> **Task**
Pull every line containing "Mutex" from the entries.

> **Source material**
************

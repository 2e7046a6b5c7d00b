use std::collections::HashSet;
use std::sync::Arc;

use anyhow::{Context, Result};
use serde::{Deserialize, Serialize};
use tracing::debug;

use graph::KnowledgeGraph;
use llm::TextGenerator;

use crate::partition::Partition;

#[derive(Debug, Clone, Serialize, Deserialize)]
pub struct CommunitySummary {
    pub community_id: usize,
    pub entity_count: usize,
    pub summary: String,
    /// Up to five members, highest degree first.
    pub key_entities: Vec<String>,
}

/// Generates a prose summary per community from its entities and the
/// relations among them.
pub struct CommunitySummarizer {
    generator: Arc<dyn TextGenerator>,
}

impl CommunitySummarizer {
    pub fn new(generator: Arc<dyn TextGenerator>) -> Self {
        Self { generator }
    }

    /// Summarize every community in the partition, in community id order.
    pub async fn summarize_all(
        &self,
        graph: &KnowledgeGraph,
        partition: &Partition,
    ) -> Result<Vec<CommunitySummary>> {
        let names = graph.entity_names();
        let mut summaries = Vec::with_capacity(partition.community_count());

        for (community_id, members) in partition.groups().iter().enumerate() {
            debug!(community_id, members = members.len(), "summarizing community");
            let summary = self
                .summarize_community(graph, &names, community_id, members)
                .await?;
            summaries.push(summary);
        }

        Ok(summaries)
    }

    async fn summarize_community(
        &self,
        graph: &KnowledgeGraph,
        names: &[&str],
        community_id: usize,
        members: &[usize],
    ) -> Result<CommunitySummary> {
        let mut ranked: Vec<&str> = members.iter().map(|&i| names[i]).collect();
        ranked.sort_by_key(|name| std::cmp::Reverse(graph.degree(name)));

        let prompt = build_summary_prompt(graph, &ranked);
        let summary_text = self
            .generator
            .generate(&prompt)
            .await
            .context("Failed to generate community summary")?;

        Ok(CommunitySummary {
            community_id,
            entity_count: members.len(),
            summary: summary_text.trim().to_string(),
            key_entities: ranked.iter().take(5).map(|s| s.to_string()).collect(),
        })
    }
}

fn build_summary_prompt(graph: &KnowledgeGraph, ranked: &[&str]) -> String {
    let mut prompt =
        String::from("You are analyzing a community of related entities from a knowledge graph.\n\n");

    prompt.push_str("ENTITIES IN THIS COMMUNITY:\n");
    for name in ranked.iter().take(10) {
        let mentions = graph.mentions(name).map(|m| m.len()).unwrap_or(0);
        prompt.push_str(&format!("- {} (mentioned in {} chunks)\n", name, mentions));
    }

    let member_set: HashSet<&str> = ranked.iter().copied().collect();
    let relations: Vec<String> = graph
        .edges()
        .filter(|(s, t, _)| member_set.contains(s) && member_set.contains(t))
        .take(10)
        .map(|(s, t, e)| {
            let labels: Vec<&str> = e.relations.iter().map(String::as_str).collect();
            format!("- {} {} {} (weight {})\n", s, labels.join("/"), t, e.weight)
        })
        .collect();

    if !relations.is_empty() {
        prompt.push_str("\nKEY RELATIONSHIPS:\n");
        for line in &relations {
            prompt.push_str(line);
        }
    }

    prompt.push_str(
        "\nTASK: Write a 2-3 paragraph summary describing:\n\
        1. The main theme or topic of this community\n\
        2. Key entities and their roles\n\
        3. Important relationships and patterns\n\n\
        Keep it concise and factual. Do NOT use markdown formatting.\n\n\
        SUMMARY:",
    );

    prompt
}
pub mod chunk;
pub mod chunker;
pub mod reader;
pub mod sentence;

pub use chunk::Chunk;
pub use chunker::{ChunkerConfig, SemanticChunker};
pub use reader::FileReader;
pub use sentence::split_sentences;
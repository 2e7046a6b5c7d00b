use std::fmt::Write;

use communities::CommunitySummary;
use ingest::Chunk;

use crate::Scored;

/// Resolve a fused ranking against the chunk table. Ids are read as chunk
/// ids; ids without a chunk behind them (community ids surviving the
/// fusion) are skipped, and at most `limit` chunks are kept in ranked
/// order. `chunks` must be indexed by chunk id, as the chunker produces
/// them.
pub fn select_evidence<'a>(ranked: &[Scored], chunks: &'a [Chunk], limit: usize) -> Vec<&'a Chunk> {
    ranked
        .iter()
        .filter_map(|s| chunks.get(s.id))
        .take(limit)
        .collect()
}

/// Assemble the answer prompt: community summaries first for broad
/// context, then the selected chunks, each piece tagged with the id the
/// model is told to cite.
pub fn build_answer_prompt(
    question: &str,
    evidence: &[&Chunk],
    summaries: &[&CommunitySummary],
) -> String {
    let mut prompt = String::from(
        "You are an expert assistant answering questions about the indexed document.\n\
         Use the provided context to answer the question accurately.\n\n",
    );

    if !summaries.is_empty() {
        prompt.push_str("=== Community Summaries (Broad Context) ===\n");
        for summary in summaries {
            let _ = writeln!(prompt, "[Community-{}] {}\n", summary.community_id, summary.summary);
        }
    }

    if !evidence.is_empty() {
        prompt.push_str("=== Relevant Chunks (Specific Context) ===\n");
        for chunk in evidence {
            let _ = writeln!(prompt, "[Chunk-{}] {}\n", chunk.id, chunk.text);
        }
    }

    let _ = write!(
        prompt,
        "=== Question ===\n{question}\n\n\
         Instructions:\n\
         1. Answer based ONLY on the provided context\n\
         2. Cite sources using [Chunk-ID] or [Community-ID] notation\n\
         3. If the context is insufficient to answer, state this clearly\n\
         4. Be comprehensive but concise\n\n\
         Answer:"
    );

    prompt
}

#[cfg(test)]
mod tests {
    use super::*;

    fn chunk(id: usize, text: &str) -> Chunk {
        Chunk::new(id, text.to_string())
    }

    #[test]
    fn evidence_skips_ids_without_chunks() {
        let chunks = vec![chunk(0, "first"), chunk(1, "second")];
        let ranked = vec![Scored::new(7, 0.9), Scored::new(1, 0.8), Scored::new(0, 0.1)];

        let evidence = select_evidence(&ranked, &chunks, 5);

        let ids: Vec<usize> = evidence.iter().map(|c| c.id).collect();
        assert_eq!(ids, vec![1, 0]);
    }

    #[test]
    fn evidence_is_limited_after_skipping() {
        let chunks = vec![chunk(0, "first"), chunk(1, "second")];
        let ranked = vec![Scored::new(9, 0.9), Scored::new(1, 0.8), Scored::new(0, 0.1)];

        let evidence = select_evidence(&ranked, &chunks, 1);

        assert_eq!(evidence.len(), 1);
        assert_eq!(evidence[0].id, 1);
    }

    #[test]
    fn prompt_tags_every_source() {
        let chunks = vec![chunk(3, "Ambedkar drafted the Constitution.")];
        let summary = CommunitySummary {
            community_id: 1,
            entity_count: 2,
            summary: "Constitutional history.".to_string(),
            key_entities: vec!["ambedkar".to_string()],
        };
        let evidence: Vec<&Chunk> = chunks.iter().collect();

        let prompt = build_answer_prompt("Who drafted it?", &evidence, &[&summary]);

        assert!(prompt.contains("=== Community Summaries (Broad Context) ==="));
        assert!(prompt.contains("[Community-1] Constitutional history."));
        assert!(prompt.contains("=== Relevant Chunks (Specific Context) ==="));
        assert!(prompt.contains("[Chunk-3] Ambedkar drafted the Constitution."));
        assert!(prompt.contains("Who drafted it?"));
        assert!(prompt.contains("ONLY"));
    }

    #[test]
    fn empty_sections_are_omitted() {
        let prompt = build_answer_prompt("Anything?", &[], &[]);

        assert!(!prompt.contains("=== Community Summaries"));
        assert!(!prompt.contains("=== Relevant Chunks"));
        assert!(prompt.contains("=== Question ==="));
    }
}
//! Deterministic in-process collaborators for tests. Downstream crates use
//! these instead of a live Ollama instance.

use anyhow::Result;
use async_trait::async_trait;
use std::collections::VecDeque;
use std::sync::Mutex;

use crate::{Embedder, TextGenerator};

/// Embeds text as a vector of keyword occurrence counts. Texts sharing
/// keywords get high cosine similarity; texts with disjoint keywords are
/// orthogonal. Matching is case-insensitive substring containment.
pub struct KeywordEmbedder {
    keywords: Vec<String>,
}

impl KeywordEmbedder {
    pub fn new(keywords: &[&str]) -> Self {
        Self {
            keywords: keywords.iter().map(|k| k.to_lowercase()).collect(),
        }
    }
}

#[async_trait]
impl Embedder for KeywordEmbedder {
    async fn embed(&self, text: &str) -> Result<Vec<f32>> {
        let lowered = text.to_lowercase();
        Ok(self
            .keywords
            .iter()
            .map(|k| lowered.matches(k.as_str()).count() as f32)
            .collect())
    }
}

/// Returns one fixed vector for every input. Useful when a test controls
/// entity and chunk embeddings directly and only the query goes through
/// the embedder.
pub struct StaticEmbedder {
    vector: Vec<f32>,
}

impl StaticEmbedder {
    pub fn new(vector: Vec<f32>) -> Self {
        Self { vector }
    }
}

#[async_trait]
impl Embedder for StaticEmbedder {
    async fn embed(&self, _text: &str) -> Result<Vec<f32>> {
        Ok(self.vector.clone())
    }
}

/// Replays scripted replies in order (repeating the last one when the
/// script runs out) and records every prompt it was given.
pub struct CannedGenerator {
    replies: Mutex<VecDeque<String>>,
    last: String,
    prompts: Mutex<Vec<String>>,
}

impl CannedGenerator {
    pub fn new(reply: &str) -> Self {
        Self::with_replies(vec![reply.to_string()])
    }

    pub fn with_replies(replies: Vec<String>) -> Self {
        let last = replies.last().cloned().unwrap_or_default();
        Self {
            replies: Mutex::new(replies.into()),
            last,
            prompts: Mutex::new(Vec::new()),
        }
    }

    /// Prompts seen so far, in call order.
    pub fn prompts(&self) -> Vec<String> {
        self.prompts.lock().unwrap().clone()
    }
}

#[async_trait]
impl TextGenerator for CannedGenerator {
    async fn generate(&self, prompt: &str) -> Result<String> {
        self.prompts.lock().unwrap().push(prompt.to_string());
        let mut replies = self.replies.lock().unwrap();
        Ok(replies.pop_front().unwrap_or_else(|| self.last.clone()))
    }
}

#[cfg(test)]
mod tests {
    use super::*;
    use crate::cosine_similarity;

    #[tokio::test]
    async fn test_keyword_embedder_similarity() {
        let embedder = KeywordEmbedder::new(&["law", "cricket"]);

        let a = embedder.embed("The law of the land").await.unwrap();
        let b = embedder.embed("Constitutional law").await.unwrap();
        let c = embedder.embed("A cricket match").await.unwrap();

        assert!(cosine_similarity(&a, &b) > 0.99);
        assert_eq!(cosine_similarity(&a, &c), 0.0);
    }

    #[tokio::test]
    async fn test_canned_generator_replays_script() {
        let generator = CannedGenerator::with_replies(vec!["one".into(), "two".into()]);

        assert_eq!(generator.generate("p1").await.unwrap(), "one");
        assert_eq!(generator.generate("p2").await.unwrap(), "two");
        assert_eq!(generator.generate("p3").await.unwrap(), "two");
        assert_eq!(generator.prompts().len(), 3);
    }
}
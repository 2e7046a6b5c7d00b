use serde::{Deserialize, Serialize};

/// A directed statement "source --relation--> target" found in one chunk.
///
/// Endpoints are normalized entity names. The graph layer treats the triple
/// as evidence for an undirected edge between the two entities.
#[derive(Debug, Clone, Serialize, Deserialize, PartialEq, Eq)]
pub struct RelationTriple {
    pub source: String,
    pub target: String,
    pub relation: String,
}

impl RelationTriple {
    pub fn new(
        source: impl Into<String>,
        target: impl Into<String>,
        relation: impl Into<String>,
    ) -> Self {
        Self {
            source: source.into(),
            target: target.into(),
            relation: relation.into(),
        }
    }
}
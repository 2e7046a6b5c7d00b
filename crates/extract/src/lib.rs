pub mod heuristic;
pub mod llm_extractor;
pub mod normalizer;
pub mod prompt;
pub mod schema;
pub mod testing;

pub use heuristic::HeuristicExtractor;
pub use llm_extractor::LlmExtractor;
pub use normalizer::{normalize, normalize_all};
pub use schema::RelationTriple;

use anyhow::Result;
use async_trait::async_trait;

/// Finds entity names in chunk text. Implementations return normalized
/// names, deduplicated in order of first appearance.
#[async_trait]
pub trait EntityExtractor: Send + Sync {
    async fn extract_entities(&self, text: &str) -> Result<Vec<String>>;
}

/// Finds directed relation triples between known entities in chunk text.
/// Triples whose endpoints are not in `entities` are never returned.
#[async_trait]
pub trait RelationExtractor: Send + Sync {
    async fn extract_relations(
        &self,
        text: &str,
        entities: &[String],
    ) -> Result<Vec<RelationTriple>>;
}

************

> **Exercise result**
use std::sync::Mutex;
    replies: Mutex<VecDeque<String>>,
    prompts: Mutex<Vec<String>>,
            replies: Mutex::new(replies.into()),
            prompts: Mutex::new(Vec::new()),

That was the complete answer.